FDIC calls USA Bank Borrowers in to Testify Against DeCaro

It looks like the FDIC is finally building a case against the DeCaros for their role in the failure of USA Bank. Borrowers who spoke out in my DealFlow stories about alleged lending abuse and forged mortgage documents were subpoenaed by the FDIC two weeks ago. Ron Scheckter, James Scheckter, and Maurizio Carusone have all confirmed they will testify latter this month against the father-son team who the Office of Inspector General says ran USA Bank into the ground.

Last week Lisa Chamoff of Greenwich Time inaccurately reported that the FDIC already had a case against Fred DeCaro III. DeCaro III was the bank president when the FDIC seized the institution last summer and is also an elected official in charge of Republican voter registration in Greenwich, CT.

A FDIC spokesperson confirmed there has been no officers and directors suit filed against the DeCaros or any other USA Bank board members. But after the Office of Inspector General wrote a report on the lack of FDIC oversight of the failed bank it appears the FDIC decided to get their rear in gear and prepare for a civil suit. I reported on the OIG’s findings in July at The Distressed Debt Report which detailed how the board and the DeCaro’s lied to its bank regulators and violated lending limits.

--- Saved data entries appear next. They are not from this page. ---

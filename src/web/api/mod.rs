pub mod ephemeris;
pub mod error;
pub mod passes;
pub mod polar;
pub mod satellites;
pub mod station;

use chrono::{DateTime, NaiveDateTime, Utc};

/// Accepts RFC 3339, or a naive `YYYY-MM-DD[T ]HH:MM[:SS[.f]]` taken as UTC.
pub fn parse_time(s: &str) -> Result<DateTime<Utc>, String> {
    let s = s.trim();
    if let Ok(dt) = DateTime::parse_from_rfc3339(s) {
        return Ok(dt.with_timezone(&Utc));
    }

    const NAIVE_FORMATS: [&str; 4] = [
        "%Y-%m-%dT%H:%M:%S%.f",
        "%Y-%m-%d %H:%M:%S%.f",
        "%Y-%m-%dT%H:%M",
        "%Y-%m-%d %H:%M",
    ];
    NAIVE_FORMATS
        .iter()
        .find_map(|fmt| NaiveDateTime::parse_from_str(s, fmt).ok())
        .map(|naive| naive.and_utc())
        .ok_or_else(|| format!("invalid time: {}", s))
}
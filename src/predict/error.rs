use thiserror::Error;

#[derive(Debug, Error)]
pub enum PredictError {
    #[error("TLE source not found: {0}")]
    SourceNotFound(String),
    #[error("file read error: {0}")]
    FileRead(#[from] std::io::Error),
    #[error("Invalid TLE format in {file}: {message}")]
    InvalidTle { file: String, message: String },
    #[error("Propagation error: {0}")]
    Propagation(String),
    #[error("window of {0} hours outside (0, {max}]", max = crate::predict::MAX_WINDOW_HOURS)]
    InvalidWindow(f64),
    #[error("satellite config error: {0}")]
    SatelliteConfig(#[from] serde_json::Error),
}
use axum::{
    http::StatusCode,
    response::{IntoResponse, Response},
    Json,
};
use serde::Serialize;
use utoipa::ToSchema;

use crate::{predict::PredictError, web::auth::PermissionError};

pub enum ApiError {
    Permission(PermissionError),
    Validation(String),
    NotFound(&'static str),
    Internal(String),
}

impl From<PermissionError> for ApiError {
    fn from(e: PermissionError) -> Self {
        ApiError::Permission(e)
    }
}

impl From<PredictError> for ApiError {
    fn from(e: PredictError) -> Self {
        ApiError::Internal(e.to_string())
    }
}

impl From<tokio::task::JoinError> for ApiError {
    fn from(e: tokio::task::JoinError) -> Self {
        ApiError::Internal(format!("computation failed: {}", e))
    }
}

impl IntoResponse for ApiError {
    fn into_response(self) -> Response {
        match self {
            ApiError::Permission(e) => e.into_response(),
            ApiError::Validation(msg) => (
                StatusCode::BAD_REQUEST,
                Json(ErrorResponse::with_message("validation_failed", &msg)),
            )
                .into_response(),
            ApiError::NotFound(what) => {
                (StatusCode::NOT_FOUND, Json(ErrorResponse::new(what))).into_response()
            }
            ApiError::Internal(msg) => {
                log::error!("Request failed: {}", msg);
                (
                    StatusCode::INTERNAL_SERVER_ERROR,
                    Json(ErrorResponse::with_message("internal_error", &msg)),
                )
                    .into_response()
            }
        }
    }
}

pub type ApiResult<T> = Result<T, ApiError>;

#[derive(Debug, Serialize, ToSchema)]
pub struct ErrorResponse {
    pub error: String,
    #[serde(skip_serializing_if = "Option::is_none")]
    pub message: Option<String>,
}

impl ErrorResponse {
    pub fn new(error: &str) -> Self {
        ErrorResponse {
            error: error.to_string(),
            message: None,
        }
    }

    pub fn with_message(error: &str, message: &str) -> Self {
        ErrorResponse {
            error: error.to_string(),
            message: Some(message.to_string()),
        }
    }
}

USA Bank borrowers who have spoken with the FDIC say senior attorney Jose Rivas is leading the investigation. Rivas LinkedIn profile says he joined the FDIC last year from the big bank regulator the Office of the Comptroller of the Currency.

The federal regulator has three years to file a civil claim against executives of failed banks in a move to recover some of the millions they have to pay out of the FDIC insurance fund after they seize a bank. Unfortunately this money doesn’t go back to burned borrowers or investors in these failed banks. We usually don’t see the FDIC file a suit unless it thinks the alleged bank fraudsters have money stowed away to recover or there is a large directors and officers insurance policy. In the case of USA Bank I previously reported the insurance policy was minimal so if we see the FDIC file it means they think DeCaro and board members like Zeisler & Zeisler attorney Jim Verrillo or New Canaan bank executive Peter Keller have deep pockets.

On Friday, the FDIC filed a suit against the board of Georgia-based Alpha Bank & Trust. The suit came over a year after Alpha Bank investors had filed similar charges laying out a clear case of the bank’s board lying to investors about the health of the bank while they continued to encourage more investments. Unfortunately for these Georgia investors after the FDIC becomes the receiver for a failed bank they can supersede prior legal claims against the bank executives.

Attorney Kevin LaCroix wrote last year, “The FDIC may yet of course attempt to assert its right to priority over the claims of the plaintiffs have asserted, and even assert its own claims, based on its status as the bank’s receiver.” LaCroix believes the federal regulator can do this because of their rights under FIRREA.

Net Net this means investors in failed banks who sue first can end up with hefty legal bills and a big zero if their litigation plan isn’t clever enough to circumvent FDIC claims. Which is what happen to Sal Pani, the original USA Bank whistleblower who went to the FDIC in the fall of 2006 (less than a year after the bank was founded) to warn them of executive lending abuses and fraud. It took the FDIC four more years to shut down the DeCaro’s who meanwhile enticed around 3,000 main street investors to pump their life saving into the bank’s penny stock. Earlier this year Pani dropped his suit against USA Bank and the DeCaro’s although he says if there is a criminal fraud suit brought he’d think about restarting litigation.